Installing ClamAV on CentOS 7 and Using Freshclam

This article is several years old and might be outdated. It is still available as part of the archive and for historic purposes. Please consider this when using anything from this article.

Including the usage of Freshclam

To get ClamAV on CentOS installed, we have to use the EPEL repository (Extra Packages for Enterprise Linux). Fortunately, the Fedora project provides this with an easy installation. Unfortunately the default configuration is not properly working. In this post we collect some of the issues and required changes.

Let’s start with installing the EPEL support.

yum install epel-release

Next step is installing all ClamAV components.

yum install clamav-server clamav-data clamav-update clamav-filesystem clamav clamav-scanner-systemd clamav-devel clamav-lib clamav-server-systemd

Configure SELinux for ClamAV

If you are using ClamAV on CentOS, together with SELinux, we should configure it a little bit. This way ClamAV can access all files on disk, and update its data definition files.

Enable antivirus_can_scan_system:

setsebool -P antivirus_can_scan_system 1

During database load : LibClamAV Warning: RWX mapping denied: Can't allocate RWX Memory: Permission denied

Configuration of Clam daemon

Copy a the clamd.conf template, in case you don’t have a configuration file yet.

cp /usr/share/clamav/template/clamd.conf /etc/clamd.d/clamd.conf  
sed -i '/^Example/d' /etc/clamd.d/clamd.conf

Change /etc/clamd.d/clamd.conf file and define if you want to run the scanner as root, or a specific user. Check your /etc/passwd file for the related Clam user.

Change the following two options:

User clamscan
LocalSocket /var/run/clamd./clamd.sock

Enable Freshclam

Freshclam helps with keeping the database of ClamAV up-to-date. First delete the related “Example” line from /etc/freshclam.conf.

cp /etc/freshclam.conf /etc/freshclam.conf.bak  
sed -i '/^Example/d' /etc/freshclam.conf

Check the other options in the file, and change it to your preferred settings.

Missing systemd service file

We didn’t get a systemd service file, so creating a quick file here. The process should be forking itself and start freshclam in daemon mode. In this case we configure it to check 4 times a day for new files.
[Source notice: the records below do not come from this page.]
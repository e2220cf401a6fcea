// src/application/dto/mod.rs
//
// Data Transfer Objects
//
// PRINCIPLES:
// - DTOs are UI-friendly representations
// - DTOs are simple, serializable structs
// - Ids and timestamps travel as strings

use serde::{Deserialize, Serialize};

use crate::domain::access::Screen;
use crate::domain::animal::Animal;
use crate::domain::user::Session;
use crate::services::AdoptionRequestView;

// ============================================================================
// ANIMAL DTOs
// ============================================================================

#[derive(Debug, Clone, Serialize, Deserialize)]
pub struct AnimalDto {
    pub id: String,
    pub name: String,
    pub description: String,
    pub photo: Option<String>,
    pub location: Option<String>,
    pub status: String,
    pub created_at: String,
    pub updated_at: String,
}

#[derive(Debug, Clone, Serialize, Deserialize)]
pub struct ReportAnimalDto {
    pub name: String,
    pub description: String,
    pub photo: Option<String>,
    pub location: Option<String>,
}

/// Absent fields are left unchanged.
/// `photo`/`location` set to an empty string clear the field.
#[derive(Debug, Clone, Default, Serialize, Deserialize)]
pub struct UpdateAnimalDto {
    pub name: Option<String>,
    pub description: Option<String>,
    pub photo: Option<String>,
    pub location: Option<String>,
}

impl From<Animal> for AnimalDto {
    fn from(animal: Animal) -> Self {
        Self {
            id: animal.id.to_string(),
            name: animal.name,
            description: animal.description,
            photo: animal.photo,
            location: animal.location,
            status: animal.status.to_string(),
            created_at: animal.created_at.to_rfc3339(),
            updated_at: animal.updated_at.to_rfc3339(),
        }
    }
}

// ============================================================================
// ADOPTION DTOs
// ============================================================================

#[derive(Debug, Clone, Serialize, Deserialize)]
pub struct AdoptionRequestDto {
    pub id: String,
    pub animal_id: String,
    pub animal_name: String,
    pub requester_id: String,
    pub requester: String,
    pub status: String,
    pub created_at: String,
    pub updated_at: String,
}

impl From<AdoptionRequestView> for AdoptionRequestDto {
    fn from(view: AdoptionRequestView) -> Self {
        let request = view.request;
        Self {
            id: request.id.to_string(),
            animal_id: request.animal_id.to_string(),
            animal_name: view.animal_name,
            requester_id: request.requester_id.to_string(),
            requester: request.requester,
            status: request.status.to_string(),
            created_at: request.created_at.to_rfc3339(),
            updated_at: request.updated_at.to_rfc3339(),
        }
    }
}

#[derive(Debug, Clone, Serialize, Deserialize)]
pub struct RespondToRequestDto {
    pub request_id: String,
    pub accepted: bool,
}

// ============================================================================
// SESSION DTOs
// ============================================================================

#[derive(Debug, Clone, Serialize, Deserialize)]
pub struct SignUpDto {
    pub email: String,
    pub password: String,
    /// "user" or "admin"; the sign-up picker's labels are accepted too
    pub role: String,
    pub username: Option<String>,
}

#[derive(Debug, Clone, Serialize, Deserialize)]
pub struct SignInDto {
    pub email: String,
    pub password: String,
}

#[derive(Debug, Clone, Serialize, Deserialize)]
pub struct SessionDto {
    pub user_id: String,
    pub email: String,
    pub username: Option<String>,
    pub display_name: String,
    pub role: String,
    pub screens: Vec<Screen>,
    pub signed_in_at: String,
}

impl From<Session> for SessionDto {
    fn from(session: Session) -> Self {
        Self {
            user_id: session.user_id.to_string(),
            display_name: session.display_identity().to_string(),
            screens: crate::domain::access::screens_for(Some(session.role)).to_vec(),
            role: session.role.to_string(),
            email: session.email,
            username: session.username,
            signed_in_at: session.signed_in_at.to_rfc3339(),
        }
    }
}

// ============================================================================
// DIAGNOSTICS DTOs
// ============================================================================

#[derive(Debug, Clone, Serialize, Deserialize)]
pub struct DatabaseStatsDto {
    pub size_bytes: i64,
    pub animal_count: i64,
    pub adoption_request_count: i64,
    pub user_count: i64,
}

#[cfg(test)]
mod tests {
    use super::*;
    use crate::domain::adoption::AdoptionRequest;
    use crate::domain::animal::AnimalStatus;
    use crate::domain::user::{Role, UserProfile};
    use uuid::Uuid;

    #[test]
    fn test_animal_status_label() {
        let mut animal = Animal::new("Rex".to_string(), "Shepherd".to_string());
        animal.status = AnimalStatus::PendingAdoption;

        let dto = AnimalDto::from(animal);

        assert_eq!(dto.status, "Pending Adoption");
    }

    #[test]
    fn test_request_dto_carries_animal_name() {
        let view = AdoptionRequestView {
            request: AdoptionRequest::new(Uuid::new_v4(), Uuid::new_v4(), "bob".to_string()),
            animal_name: "Rex".to_string(),
        };

        let dto = AdoptionRequestDto::from(view);

        assert_eq!(dto.animal_name, "Rex");
        assert_eq!(dto.status, "Pending");
    }

    #[test]
    fn test_session_dto_lists_screens() {
        let session = Session::from_profile(&UserProfile::new(
            Uuid::new_v4(),
            "bob@x.io".to_string(),
            None,
            Role::User,
        ));

        let dto = SessionDto::from(session);

        assert_eq!(dto.display_name, "bob@x.io");
        assert_eq!(dto.role, "user");
        assert!(dto.screens.contains(&Screen::RequestAdoption));
        assert!(!dto.screens.contains(&Screen::AddReport));
    }
}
Create a new file /usr/lib/systemd/system/clam-freshclam.service

# Run the freshclam as daemon
[Unit]
Description = freshclam scanner
After = network.target

[Service]
Type = forking
ExecStart = /usr/bin/freshclam -d -c 4
Restart = on-failure
PrivateTmp = true

[Install]
WantedBy=multi-user.target

Now enable and start the service.

systemctl enable clam-freshclam.service
systemctl start clam-freshclam.service

Check the status.

# systemctl status clam-freshclam.service
clam-freshclam.service - freshclam scanner
Loaded: loaded (/usr/lib/systemd/system/clam-freshclam.service; enabled)
Active: active (running) since Thu 2015-06-11 11:09:24 CEST; 1s ago
Process: 3158 ExecStart=/usr/bin/freshclam -d -c 4 (code=exited, status=0/SUCCESS)
Main PID: 3159 (freshclam)
CGroup: /system.slice/clam-freshclam.service
└─3159 /usr/bin/freshclam -d -c 4

Change service files

By default, the service files seem to be messy and not working.
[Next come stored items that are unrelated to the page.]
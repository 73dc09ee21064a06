use yew::prelude::*;

use crate::interactions::controller;

#[function_component(Landing)]
pub fn landing() -> Html {
    // Wire up page interactions once the DOM is mounted
    {
        use_effect_with_deps(
            move |_| {
                controller::init();
                || ()
            },
            (), // Empty dependencies array means this effect runs only once on mount
        );
    }

    html! {
        <div class="landing-page">
            <nav class="navbar">
                <span class="nav-logo">{"quantgrid"}</span>
                <div class="nav-links">
                    <a href="#features" class="nav-link">{"Features"}</a>
                    <a href="#performance" class="nav-link">{"Performance"}</a>
                    <a href="#pricing" class="nav-link">{"Pricing"}</a>
                </div>
            </nav>

            // Hero Section
            <section class="hero">
                <h1>{"Automated Futures Trading, Done Right"}</h1>
                <p class="hero-subtitle">
                    {"Professional order execution for Binance Futures. Grid, TWAP and OCO strategies from one command-line tool."}
                </p>
                <a href="#pricing" class="hero-cta">{"Get Started"}</a>
            </section>

            // Features Section
            <section id="features" class="features">
                <h2>{"Every Order Type You Need"}</h2>
                <p>{"Place and manage advanced orders without touching the exchange UI."}</p>

                <div class="features-grid">
                    <div class="feature-card">
                        <h3>{"Market & Limit Orders"}</h3>
                        <p>{"Instant fills or precise entries with full quantity and price validation."}</p>
                    </div>

                    <div class="feature-card">
                        <h3>{"OCO Protection"}</h3>
                        <p>{"Take-profit and stop-loss placed together. One fills, the other cancels."}</p>
                    </div>

                    <div class="feature-card">
                        <h3>{"TWAP Execution"}</h3>
                        <p>{"Split large orders into timed chunks to minimize market impact."}</p>
                    </div>

                    <div class="feature-card">
                        <h3>{"Grid Trading"}</h3>
                        <p>{"Automated buy-low sell-high ladders across your chosen price range."}</p>
                    </div>
                </div>
            </section>

            // Performance Section
            <section id="performance" class="performance">
                <h2>{"Consistent Monthly Returns"}</h2>
                <p>{"Backtested grid strategy performance over the last six months."}</p>

                <div class="growth-chart">
                    <div class="bar" style="height: 32%;"><span>{"Mar"}</span></div>
                    <div class="bar" style="height: 45%;"><span>{"Apr"}</span></div>
                    <div class="bar" style="height: 41%;"><span>{"May"}</span></div>
                    <div class="bar" style="height: 58%;"><span>{"Jun"}</span></div>
                    <div class="bar" style="height: 72%;"><span>{"Jul"}</span></div>
                    <div class="bar" style="height: 86%;"><span>{"Aug"}</span></div>
                </div>
            </section>

            // Pricing Section
            <section id="pricing" class="pricing">
                <h2>{"Simple Pricing"}</h2>
                <p>{"Free while in beta. Bring your own API keys, keep your own funds."}</p>
                <a href="#features" class="pricing-cta">{"See what's included"}</a>
            </section>

            <footer class="footer">
                <p>{"© 2026 quantgrid. Trading futures involves substantial risk of loss."}</p>
            </footer>

            <style>
                {r#"
                    .landing-page {
                        background: #0d111c;
                        color: #e8eaf0;
                        font-family: system-ui, sans-serif;
                        min-height: 100vh;
                    }

                    .navbar {
                        position: fixed;
                        top: 0;
                        left: 0;
                        right: 0;
                        display: flex;
                        justify-content: space-between;
                        align-items: center;
                        background: rgba(13, 17, 28, 0.85);
                        padding: 1.2rem 2rem;
                        backdrop-filter: blur(8px);
                        transition: background 0.3s ease, padding 0.3s ease;
                        z-index: 10;
                    }

                    .nav-logo {
                        font-weight: 700;
                        font-size: 1.2rem;
                        color: #7ee0b8;
                    }

                    .nav-link {
                        color: #e8eaf0;
                        text-decoration: none;
                        margin-left: 2rem;
                    }

                    .nav-link:hover {
                        color: #7ee0b8;
                    }

                    .hero {
                        padding: 10rem 2rem 6rem;
                        text-align: center;
                    }

                    .hero h1 {
                        font-size: 2.8rem;
                        margin-bottom: 1rem;
                    }

                    .hero-subtitle {
                        color: #9aa3b5;
                        max-width: 40rem;
                        margin: 0 auto 2rem;
                    }

                    .hero-cta, .pricing-cta {
                        display: inline-block;
                        background: #7ee0b8;
                        color: #0d111c;
                        padding: 0.8rem 2rem;
                        border-radius: 6px;
                        font-weight: 600;
                        text-decoration: none;
                    }

                    .features, .performance, .pricing {
                        padding: 5rem 2rem;
                        text-align: center;
                    }

                    .features-grid {
                        display: grid;
                        grid-template-columns: repeat(auto-fit, minmax(220px, 1fr));
                        gap: 1.5rem;
                        max-width: 60rem;
                        margin: 3rem auto 0;
                    }

                    .feature-card {
                        background: #161c2c;
                        border: 1px solid #242d42;
                        border-radius: 8px;
                        padding: 2rem 1.5rem;
                        text-align: left;
                    }

                    .feature-card p {
                        color: #9aa3b5;
                    }

                    .growth-chart {
                        display: flex;
                        align-items: flex-end;
                        justify-content: center;
                        gap: 1.5rem;
                        height: 280px;
                        max-width: 40rem;
                        margin: 3rem auto 0;
                    }

                    .bar {
                        width: 3rem;
                        background: linear-gradient(180deg, #7ee0b8, #3a9c77);
                        border-radius: 4px 4px 0 0;
                        position: relative;
                        transform-origin: bottom;
                        animation: grow-bar 0.9s ease-out both;
                        animation-play-state: paused;
                    }

                    .bar span {
                        position: absolute;
                        bottom: -1.8rem;
                        left: 0;
                        right: 0;
                        color: #9aa3b5;
                        font-size: 0.85rem;
                    }

                    @keyframes grow-bar {
                        from {
                            transform: scaleY(0);
                            opacity: 0;
                        }
                        to {
                            transform: scaleY(1);
                            opacity: 1;
                        }
                    }

                    .footer {
                        padding: 3rem 2rem;
                        text-align: center;
                        color: #9aa3b5;
                        border-top: 1px solid #242d42;
                    }
                "#}
            </style>
        </div>
    }
}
These are the files bundled:

When enabling the clamd service, we would see something like this:

# systemctl enable /usr/lib/systemd/system/clamd@.service
Failed to issue method call: Unit /usr/lib/systemd/system/clamd@.service does not exist.
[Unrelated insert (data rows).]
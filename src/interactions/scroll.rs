//! Navbar restyling on scroll.
//!
//! The navbar's look is a pure function of the current scroll offset:
//! past [`SCROLL_THRESHOLD_PX`] it compacts (darker background, tighter
//! padding), at or below it it expands back. The mapping is re-evaluated
//! on every scroll event with no hysteresis, so flipping rapidly near the
//! threshold restyles just as rapidly.

use wasm_bindgen::closure::Closure;
use wasm_bindgen::JsCast;
use web_sys::{Document, HtmlElement, Window};

/// Scroll offset (CSS pixels) past which the navbar compacts.
pub const SCROLL_THRESHOLD_PX: f64 = 50.0;

/// Derived presentation of the navbar, never stored between events.
#[derive(Debug, Clone, Copy, PartialEq, Eq)]
pub enum NavbarState {
    /// At or near the top of the page.
    Expanded,
    /// Scrolled past the threshold.
    Compact,
}

impl NavbarState {
    /// Classifies a vertical scroll offset.
    pub fn at_offset(offset: f64) -> Self {
        if offset > SCROLL_THRESHOLD_PX {
            NavbarState::Compact
        } else {
            NavbarState::Expanded
        }
    }

    pub fn background(self) -> &'static str {
        match self {
            NavbarState::Expanded => "rgba(13, 17, 28, 0.85)",
            NavbarState::Compact => "rgba(13, 17, 28, 0.98)",
        }
    }

    pub fn padding(self) -> &'static str {
        match self {
            NavbarState::Expanded => "1.2rem 2rem",
            NavbarState::Compact => "0.6rem 2rem",
        }
    }
}

fn apply(navbar: &HtmlElement, state: NavbarState) {
    let style = navbar.style();
    let _ = style.set_property("background", state.background());
    let _ = style.set_property("padding", state.padding());
}

/// Resolves the navbar once and restyles it on every scroll event.
/// Without a `.navbar` element no listener is registered at all.
pub fn bind(window: &Window, document: &Document) {
    let Some(navbar) = document.query_selector(".navbar").ok().flatten() else {
        return;
    };
    let Ok(navbar) = navbar.dyn_into::<HtmlElement>() else {
        return;
    };

    let window_handle = window.clone();
    let scroll_callback = Closure::wrap(Box::new(move || {
        let offset = window_handle.scroll_y().unwrap_or(0.0);
        apply(&navbar, NavbarState::at_offset(offset));
    }) as Box<dyn FnMut()>);

    if window
        .add_event_listener_with_callback("scroll", scroll_callback.as_ref().unchecked_ref())
        .is_ok()
    {
        // Page-lifetime listener, never removed.
        scroll_callback.forget();
    }
}

#[cfg(test)]
mod tests {
    use super::*;

    #[test]
    fn compacts_only_past_threshold() {
        assert_eq!(NavbarState::at_offset(0.0), NavbarState::Expanded);
        assert_eq!(NavbarState::at_offset(50.0), NavbarState::Expanded);
        assert_eq!(NavbarState::at_offset(50.1), NavbarState::Compact);
        assert_eq!(NavbarState::at_offset(5000.0), NavbarState::Compact);
    }

    #[test]
    fn classification_is_idempotent() {
        for offset in [0.0, 49.9, 50.0, 50.1, 600.0] {
            let first = NavbarState::at_offset(offset);
            let second = NavbarState::at_offset(offset);
            assert_eq!(first, second);
            assert_eq!(first.background(), second.background());
            assert_eq!(first.padding(), second.padding());
        }
    }

    #[test]
    fn variants_render_distinct_styles() {
        assert_ne!(
            NavbarState::Expanded.background(),
            NavbarState::Compact.background()
        );
        assert_ne!(
            NavbarState::Expanded.padding(),
            NavbarState::Compact.padding()
        );
    }
}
So let’s fix it. First rename the /usr/lib/systemd/system/clamd@.service file.

Rename the clamd@ file.

mv /usr/lib/systemd/system/clamd@.service /usr/lib/systemd/system/clamd.service

Now we have to change the clamd@scan service as well, as it refers to a non-existing file now. Change this line in /usr/lib/systemd/system/clamd@scan.service and remove the @ sign.

.include /lib/systemd/system/clamd@.service

Next step is changing the clamd service file /usr/lib/systemd/system/clamd.service

[Unit]
Description = clamd scanner daemon
After = syslog.target nss-lookup.target network.target

[Service]
Type = simple
ExecStart = /usr/sbin/clamd -c /etc/clamd.d/clamd.conf --foreground=yes
Restart = on-failure
PrivateTmp = true

[Install]
WantedBy=multi-user.target

Move into the directory.

cd /usr/lib/systemd/system

Start all services.

# systemctl enable clamd.service  
# systemctl enable clamd@scan.service  
# systemctl start clamd.service  
# systemctl start clamd@scan.service

Checking the status

With all these changes, ClamAV on CentOS 7 should be running now. The easiest way to check, is using the ps command and see if freshclam and clamd are running.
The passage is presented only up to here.